Prosecutors painted a picture of a man who only drove the car, who was horrified after brains and gore splashed on him from the shotgun blast.
Mr. Royals asked the jury if they would want such a man to be their doctor or stockbroker.
"I lie when I need to want to," said Mr. Royals, pretending to quote Mr. Jones. "I lie sometimes, but I'm telling the truth now, so believe me."
Ms. Fitzgerald countered with these words, "Crimes committed in hell do not have angels for witnesses."

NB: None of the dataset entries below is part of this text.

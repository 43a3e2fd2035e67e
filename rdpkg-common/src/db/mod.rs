//! Package database: creation, layer schemas, additive steps

pub mod init;
pub mod layers;
pub mod migrations;
pub mod schema_sync;

pub use init::{create_package, open_package};
pub use layers::{create_layer, layer_table};
pub use migrations::{run_step, MigrationStep, StepOutcome};
pub use schema_sync::{ColumnDefinition, SchemaIntrospector, SchemaSync, TableDefinition};
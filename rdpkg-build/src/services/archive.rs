//! Zip archive extraction

use crate::services::downloader::DownloadError;
use std::fs::File;
use std::path::{Path, PathBuf};
use tracing::debug;

/// Extract `archive` into `destination`, returning the extracted file paths
pub fn extract_archive(archive: &Path, destination: &Path) -> Result<Vec<PathBuf>, DownloadError> {
    let file = File::open(archive)?;
    let mut zip = zip::ZipArchive::new(file)
        .map_err(|e| DownloadError::Archive(format!("{}: {}", archive.display(), e)))?;

    std::fs::create_dir_all(destination)?;
    zip.extract(destination)
        .map_err(|e| DownloadError::Archive(format!("{}: {}", archive.display(), e)))?;

    let extracted: Vec<PathBuf> = zip
        .file_names()
        .filter(|name| !name.ends_with('/'))
        .map(|name| destination.join(name))
        .collect();

    debug!(
        archive = %archive.display(),
        files = extracted.len(),
        "Extracted archive"
    );
    Ok(extracted)
}

/// Find the first extracted file whose name ends with `suffix` (case-insensitive)
pub fn find_with_suffix(files: &[PathBuf], suffix: &str) -> Option<PathBuf> {
    let suffix = suffix.to_ascii_lowercase();
    files
        .iter()
        .find(|p| {
            p.file_name()
                .map(|n| n.to_string_lossy().to_ascii_lowercase().ends_with(&suffix))
                .unwrap_or(false)
        })
        .cloned()
}

#[cfg(test)]
mod tests {
    use super::*;
    use std::io::Write;

    fn write_zip(path: &Path, entries: &[(&str, &[u8])]) {
        let file = File::create(path).unwrap();
        let mut writer = zip::ZipWriter::new(file);
        for (name, body) in entries {
            writer
                .start_file(*name, zip::write::FileOptions::default())
                .unwrap();
            writer.write_all(body).unwrap();
        }
        writer.finish().unwrap();
    }

    #[test]
    fn test_extract_and_find() {
        let dir = tempfile::tempdir().unwrap();
        let archive = dir.path().join("ri2020.pl.zip");
        write_zip(
            &archive,
            &[("rigeo2020.pl", b"header"), ("ri000012020.pl", b"seg")],
        );

        let out = dir.path().join("out");
        let files = extract_archive(&archive, &out).unwrap();
        assert_eq!(files.len(), 2);
        let header = find_with_suffix(&files, "GEO2020.PL").unwrap();
        assert_eq!(std::fs::read(header).unwrap(), b"header");
        assert!(find_with_suffix(&files, ".shp").is_none());
    }

    #[test]
    fn test_corrupt_archive_is_archive_error() {
        let dir = tempfile::tempdir().unwrap();
        let archive = dir.path().join("bad.zip");
        std::fs::write(&archive, b"not a zip").unwrap();
        assert!(matches!(
            extract_archive(&archive, dir.path()),
            Err(DownloadError::Archive(_))
        ));
    }
}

Mr. Avants is to be sentenced in May, and the likely outcome of that will be life in prison, legal experts said. Mr. Avants is in such poor health, his lawyers said, that any sentence may be a life sentence.
Mr. Royals said he would appeal the case, based on a judge's ruling that allowed Mr. Jones's testimony to be read into the record. He could not cross-examine Mr. Jones, he said.
"It was almost impossible," he said, to give his client the defense he needed.
Although it is unlikely that Mr. White, a Baptist deacon who dug graves to earn a little extra money, will go down in history alongside men like Dr. King, Mr. Evers and other civil rights heroes, the outcome of the abbreviated trial makes sure that his name and the circumstances of his death will not just vanish into the ground with other unsolved crimes of that era, said prosecutors.
"Tell Mr. White," Ms. Fitzgerald said in her closing, "that there is no amount of time that can forgive this crime."